I believed that. Charlie and I would stay with John for a few days after his release from the hospital to get him back on his feet. I planned to make large batches of dinners to freeze. And if John needed more time, I’d send Charlie home and stay on in Toronto until my son got better. I didn’t care if it was a week or a month. I’d be there for him.

But I wasn’t prepared for what I saw at the hospital. I looked down at the person lying beneath the white sheet. I couldn’t understand what I was seeing. A mistake had been made. He was so emaciated. His cheeks were pockets, his brow a hard ledge. This wasn’t the same person I’d seen less than three weeks ago. I’d just spoken with him, for god’s sake.

I felt something close in around me as I stood beside my son’s bed—a cellar’s chill settling into my bones. I looked down at John’s face, trying to find the son I’d known beneath the jutting bones and patches of beard. He was sleeping, his mouth open, a circle of darkness. An oxygen tube was attached under his nose and an IV drip was hooked to his arm. Maybe the liquid inside the bag was magic. It would make my son healthy again.
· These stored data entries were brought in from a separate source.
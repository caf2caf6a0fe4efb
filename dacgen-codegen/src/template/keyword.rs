use indexmap::IndexMap;
use serde_json::Value;

use super::{RenderError, RenderPass, engine::lookup};

/// Context handed to a keyword invocation.
pub struct KeywordCall<'a, 'd> {
    /// Argument given in the tag, e.g. `Name` for `Type("Name")`
    pub arg: Option<&'a str>,
    /// Section nesting depth of the tag
    pub level: usize,
    /// Identifies the tag within its template
    pub instance: usize,
    pub pass: &'a mut RenderPass,
    scope: &'a [&'d Value],
}

impl<'a, 'd> KeywordCall<'a, 'd> {
    pub(crate) fn new(
        arg: Option<&'a str>,
        level: usize,
        instance: usize,
        pass: &'a mut RenderPass,
        scope: &'a [&'d Value],
    ) -> Self {
        Self {
            arg,
            level,
            instance,
            pass,
            scope,
        }
    }

    /// Look a name up in the enclosing data, innermost scope first.
    pub fn lookup(&self, path: &str) -> Option<&'d Value> {
        lookup(self.scope, path)
    }

    pub fn lookup_str(&self, path: &str) -> Option<&'d str> {
        self.lookup(path).and_then(Value::as_str)
    }

    pub fn lookup_bool(&self, path: &str) -> Option<bool> {
        self.lookup(path).and_then(Value::as_bool)
    }
}

/// A named transform applied through a tag pipe (`{{Name|Plural}}`).
pub trait Keyword: Send + Sync {
    fn name(&self) -> &'static str;

    fn apply(&self, call: &mut KeywordCall<'_, '_>, value: Value) -> Result<Value, RenderError>;
}

/// Keywords available to a renderer, by name.
#[derive(Default)]
pub struct KeywordRegistry {
    keywords: IndexMap<&'static str, Box<dyn Keyword>>,
}

impl KeywordRegistry {
    pub fn new() -> Self {
        Self::default()
    }

    /// Register a keyword, replacing any keyword of the same name.
    pub fn register(&mut self, keyword: impl Keyword + 'static) {
        self.keywords.insert(keyword.name(), Box::new(keyword));
    }

    pub fn with(mut self, keyword: impl Keyword + 'static) -> Self {
        self.register(keyword);
        self
    }

    pub fn get(&self, name: &str) -> Option<&dyn Keyword> {
        self.keywords.get(name).map(Box::as_ref)
    }

    pub fn names(&self) -> impl Iterator<Item = &'static str> + '_ {
        self.keywords.keys().copied()
    }
}

impl std::fmt::Debug for KeywordRegistry {
    fn fmt(&self, f: &mut std::fmt::Formatter<'_>) -> std::fmt::Result {
        f.debug_list().entries(self.keywords.keys()).finish()
    }
}

/// Read the input of a text keyword.
pub(crate) fn text_input(keyword: &str, value: &Value) -> Result<String, RenderError> {
    match value {
        Value::String(s) => Ok(s.clone()),
        Value::Null => Ok(String::new()),
        Value::Number(n) => Ok(n.to_string()),
        Value::Bool(b) => Ok(b.to_string()),
        _ => Err(RenderError::KeywordInput {
            keyword: keyword.to_string(),
            message: "expects a text value".to_string(),
        }),
    }
}
//! Keywords used by the bundled C# templates.

use dacgen_core::{
    ColumnTypeResolver, CSharpTypeMapper, TypeMapper, bare_name, first_lower, first_upper,
    short_name,
};
use dacgen_manifest::ExtractorConfig;
use indexmap::IndexMap;
use serde_json::Value;

use super::{Keyword, KeywordCall, KeywordRegistry, RenderError, keyword::text_input};

/// Build the keyword registry for a configuration.
pub fn keywords_for(config: &ExtractorConfig) -> KeywordRegistry {
    KeywordRegistry::new()
        .with(Plural::new(config.overrides.plurals.clone()))
        .with(FirstUpper)
        .with(FirstLower)
        .with(ShortName)
        .with(Sanitize)
        .with(CoerceType::new(config.overrides.enums.clone()))
        .with(EnumCast::new(config.overrides.enums.clone()))
        .with(StorageKind)
        .with(Join)
}

/// `Plural`: plural override by entity name, else the name plus `s`.
#[derive(Debug, Default)]
pub struct Plural {
    overrides: IndexMap<String, String>,
}

impl Plural {
    pub fn new(overrides: IndexMap<String, String>) -> Self {
        Self { overrides }
    }

    pub fn pluralize(&self, name: &str) -> String {
        match self.overrides.get(name) {
            Some(plural) => plural.clone(),
            None => format!("{name}s"),
        }
    }
}

impl Keyword for Plural {
    fn name(&self) -> &'static str {
        "Plural"
    }

    fn apply(&self, _call: &mut KeywordCall<'_, '_>, value: Value) -> Result<Value, RenderError> {
        let name = text_input(self.name(), &value)?;
        Ok(Value::String(self.pluralize(&name)))
    }
}

macro_rules! text_keyword {
    ($(#[$doc:meta])* $ty:ident, $name:literal, $transform:expr) => {
        $(#[$doc])*
        #[derive(Debug, Clone, Copy, Default)]
        pub struct $ty;

        impl Keyword for $ty {
            fn name(&self) -> &'static str {
                $name
            }

            fn apply(
                &self,
                _call: &mut KeywordCall<'_, '_>,
                value: Value,
            ) -> Result<Value, RenderError> {
                let text = text_input($name, &value)?;
                let transform: fn(&str) -> String = $transform;
                Ok(Value::String(transform(&text)))
            }
        }
    };
}

text_keyword!(
    /// `FirstUpper`: uppercase the first character.
    FirstUpper,
    "FirstUpper",
    first_upper
);
text_keyword!(
    /// `FirstLower`: lowercase the first character.
    FirstLower,
    "FirstLower",
    first_lower
);
text_keyword!(
    /// `ShortName`: last part of a qualified name, brackets removed.
    ShortName,
    "ShortName",
    |s| short_name(s).to_string()
);
text_keyword!(
    /// `Sanitize`: strip brackets, turn separators into underscores.
    Sanitize,
    "Sanitize",
    bare_name
);
text_keyword!(
    /// `StorageKind`: parameter binding tag of a SQL type.
    StorageKind,
    "StorageKind",
    |s| CSharpTypeMapper.storage_kind(s)
);

/// `Type("Field")`: target type of a SQL type.
///
/// Reads nullability from `Nullable` in scope (default false) and the
/// qualified column name from the field named by the argument, so enum
/// overrides apply. Unmapped types fail the render.
#[derive(Debug, Default)]
pub struct CoerceType {
    enums: IndexMap<String, String>,
}

impl CoerceType {
    pub fn new(enums: IndexMap<String, String>) -> Self {
        Self { enums }
    }
}

impl Keyword for CoerceType {
    fn name(&self) -> &'static str {
        "Type"
    }

    fn apply(&self, call: &mut KeywordCall<'_, '_>, value: Value) -> Result<Value, RenderError> {
        let sql_type = text_input(self.name(), &value)?;
        let nullable = call.lookup_bool("Nullable").unwrap_or(false);
        let column = call.arg.and_then(|field| call.lookup_str(field));

        let mapped = ColumnTypeResolver::csharp(&self.enums).resolve(&sql_type, nullable, column);
        if mapped.is_unknown() {
            return Err(RenderError::UnmappedType {
                column: column.unwrap_or_default().to_string(),
                sql_type,
            });
        }
        Ok(Value::String(mapped.name))
    }
}

/// `EnumCast("Field")`: `(int)`-style cast to the underlying type when the
/// column is enum-backed, otherwise nothing.
///
/// Nullability defaults to true when `Nullable` is absent.
#[derive(Debug, Default)]
pub struct EnumCast {
    enums: IndexMap<String, String>,
}

impl EnumCast {
    pub fn new(enums: IndexMap<String, String>) -> Self {
        Self { enums }
    }
}

impl Keyword for EnumCast {
    fn name(&self) -> &'static str {
        "EnumCast"
    }

    fn apply(&self, call: &mut KeywordCall<'_, '_>, value: Value) -> Result<Value, RenderError> {
        let sql_type = text_input(self.name(), &value)?;
        let nullable = call.lookup_bool("Nullable").unwrap_or(true);
        let Some(column) = call.arg.and_then(|field| call.lookup_str(field)) else {
            return Ok(Value::String(String::new()));
        };

        let resolver = ColumnTypeResolver::csharp(&self.enums);
        if resolver.enum_type(column).is_none() {
            return Ok(Value::String(String::new()));
        }
        let base = resolver.mapper().map_type(&sql_type, nullable);
        if base.is_unknown() {
            return Err(RenderError::UnmappedType {
                column: column.to_string(),
                sql_type,
            });
        }
        Ok(Value::String(format!("({})", base.name)))
    }
}

/// `Join("sep")`: print the separator before every item but the first of
/// the enclosing repeated block.
#[derive(Debug, Clone, Copy, Default)]
pub struct Join;

impl Keyword for Join {
    fn name(&self) -> &'static str {
        "Join"
    }

    fn apply(&self, call: &mut KeywordCall<'_, '_>, value: Value) -> Result<Value, RenderError> {
        let text = text_input(self.name(), &value)?;
        let position = call.pass.next_position(call.level, call.instance);
        if position == 0 {
            return Ok(Value::String(text));
        }
        Ok(Value::String(format!("{}{}", call.arg.unwrap_or_default(), text)))
    }
}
Charlie looked from John to me. “How can this be the flu?” he asked quietly.

I said nothing.

We sat by John’s bedside, hypnotized by the slow rise and fall of his chest. Charlie’s fingers fidgeted in his lap. He was a man whose hands knew what to do with wood and tools and pipes and chains, but never with the skin of another. I considered breaking my promise to John and telling Charlie the disease I believed our son had, but I was certain he’d be incapable of handling it. He didn’t need confirmation of John’s homosexuality or his disease. What Charlie needed was hope, and I wasn’t about to take that away from him.